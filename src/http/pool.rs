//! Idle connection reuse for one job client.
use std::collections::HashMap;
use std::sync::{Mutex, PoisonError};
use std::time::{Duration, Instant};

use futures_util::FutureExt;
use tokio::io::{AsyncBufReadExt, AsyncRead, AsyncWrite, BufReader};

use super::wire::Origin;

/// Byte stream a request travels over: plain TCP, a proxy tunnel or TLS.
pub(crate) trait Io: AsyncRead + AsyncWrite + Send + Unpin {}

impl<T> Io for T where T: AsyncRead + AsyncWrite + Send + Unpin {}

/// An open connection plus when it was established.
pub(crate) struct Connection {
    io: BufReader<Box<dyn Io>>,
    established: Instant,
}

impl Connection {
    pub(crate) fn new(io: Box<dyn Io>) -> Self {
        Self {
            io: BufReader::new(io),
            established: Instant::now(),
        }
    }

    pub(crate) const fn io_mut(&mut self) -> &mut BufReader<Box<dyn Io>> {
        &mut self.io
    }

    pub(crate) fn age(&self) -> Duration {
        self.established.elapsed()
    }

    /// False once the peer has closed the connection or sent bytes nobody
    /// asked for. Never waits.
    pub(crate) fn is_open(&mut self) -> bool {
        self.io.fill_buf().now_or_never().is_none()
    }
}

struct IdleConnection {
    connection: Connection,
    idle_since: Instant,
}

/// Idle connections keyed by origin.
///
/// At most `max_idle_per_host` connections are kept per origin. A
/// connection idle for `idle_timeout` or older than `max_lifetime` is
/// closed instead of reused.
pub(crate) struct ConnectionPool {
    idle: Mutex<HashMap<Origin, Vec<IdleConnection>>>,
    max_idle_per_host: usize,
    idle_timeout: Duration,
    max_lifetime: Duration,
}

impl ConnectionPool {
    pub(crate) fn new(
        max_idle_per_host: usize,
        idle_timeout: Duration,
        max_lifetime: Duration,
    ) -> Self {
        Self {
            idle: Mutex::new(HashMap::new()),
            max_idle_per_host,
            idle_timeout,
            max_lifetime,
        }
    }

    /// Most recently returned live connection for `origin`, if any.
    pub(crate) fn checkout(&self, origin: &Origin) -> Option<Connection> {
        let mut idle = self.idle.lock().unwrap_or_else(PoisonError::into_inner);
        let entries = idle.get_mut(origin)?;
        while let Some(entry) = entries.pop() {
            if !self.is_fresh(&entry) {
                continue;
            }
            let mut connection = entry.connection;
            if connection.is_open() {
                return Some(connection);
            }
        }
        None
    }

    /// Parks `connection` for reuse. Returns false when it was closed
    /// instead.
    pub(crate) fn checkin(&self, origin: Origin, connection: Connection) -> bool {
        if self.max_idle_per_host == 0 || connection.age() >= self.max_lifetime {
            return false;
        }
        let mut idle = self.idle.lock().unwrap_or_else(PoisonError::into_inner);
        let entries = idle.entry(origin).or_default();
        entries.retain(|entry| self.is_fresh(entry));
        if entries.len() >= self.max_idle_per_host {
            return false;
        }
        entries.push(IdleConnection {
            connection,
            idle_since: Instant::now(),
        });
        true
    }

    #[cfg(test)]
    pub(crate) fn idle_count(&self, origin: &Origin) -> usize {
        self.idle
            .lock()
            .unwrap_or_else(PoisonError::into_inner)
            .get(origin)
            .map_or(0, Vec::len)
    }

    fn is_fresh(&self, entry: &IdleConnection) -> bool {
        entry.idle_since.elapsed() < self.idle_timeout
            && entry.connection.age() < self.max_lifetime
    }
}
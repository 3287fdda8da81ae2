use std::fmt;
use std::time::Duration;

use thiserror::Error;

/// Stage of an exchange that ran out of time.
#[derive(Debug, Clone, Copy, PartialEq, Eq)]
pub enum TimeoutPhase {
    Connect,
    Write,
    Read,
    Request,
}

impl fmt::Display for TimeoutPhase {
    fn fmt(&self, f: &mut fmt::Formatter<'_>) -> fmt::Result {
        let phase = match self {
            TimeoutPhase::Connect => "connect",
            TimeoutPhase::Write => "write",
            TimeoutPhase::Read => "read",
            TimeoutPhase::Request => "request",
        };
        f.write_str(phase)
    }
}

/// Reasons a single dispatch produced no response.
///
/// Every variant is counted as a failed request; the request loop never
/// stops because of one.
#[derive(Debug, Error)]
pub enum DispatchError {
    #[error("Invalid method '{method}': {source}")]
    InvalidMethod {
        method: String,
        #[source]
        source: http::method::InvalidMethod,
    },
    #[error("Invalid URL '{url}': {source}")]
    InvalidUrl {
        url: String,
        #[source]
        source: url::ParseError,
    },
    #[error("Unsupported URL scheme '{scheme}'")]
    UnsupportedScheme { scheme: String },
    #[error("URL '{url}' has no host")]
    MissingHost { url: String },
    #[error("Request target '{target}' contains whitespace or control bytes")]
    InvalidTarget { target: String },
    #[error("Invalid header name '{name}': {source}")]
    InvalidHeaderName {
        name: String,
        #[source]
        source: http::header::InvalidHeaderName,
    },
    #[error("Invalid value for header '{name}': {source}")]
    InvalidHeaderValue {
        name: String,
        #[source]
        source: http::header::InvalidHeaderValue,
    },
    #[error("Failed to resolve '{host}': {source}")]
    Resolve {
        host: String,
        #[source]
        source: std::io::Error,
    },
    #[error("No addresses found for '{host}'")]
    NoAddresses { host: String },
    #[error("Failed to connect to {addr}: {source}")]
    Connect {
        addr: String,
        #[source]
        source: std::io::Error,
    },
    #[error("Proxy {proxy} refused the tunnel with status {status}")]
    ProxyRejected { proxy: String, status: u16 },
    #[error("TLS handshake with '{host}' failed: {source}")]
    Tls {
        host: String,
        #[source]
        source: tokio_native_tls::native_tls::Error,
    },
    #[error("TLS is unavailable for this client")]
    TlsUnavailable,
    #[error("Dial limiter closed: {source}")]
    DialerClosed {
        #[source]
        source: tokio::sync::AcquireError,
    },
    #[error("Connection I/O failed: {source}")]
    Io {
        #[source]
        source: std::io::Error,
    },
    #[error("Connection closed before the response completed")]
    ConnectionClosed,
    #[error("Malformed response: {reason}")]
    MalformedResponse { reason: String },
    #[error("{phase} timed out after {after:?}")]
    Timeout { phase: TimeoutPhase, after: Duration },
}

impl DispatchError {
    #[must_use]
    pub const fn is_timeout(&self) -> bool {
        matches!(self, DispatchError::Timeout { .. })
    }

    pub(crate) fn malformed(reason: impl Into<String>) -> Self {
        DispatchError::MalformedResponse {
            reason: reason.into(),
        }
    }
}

══════

## [ASSIGNED TASK]
Each line from the material above that mentions the word "MalformedResponse" needs to be copied.

## [RESPONSE AREA]
    MalformedResponse { reason: String },
        DispatchError::MalformedResponse {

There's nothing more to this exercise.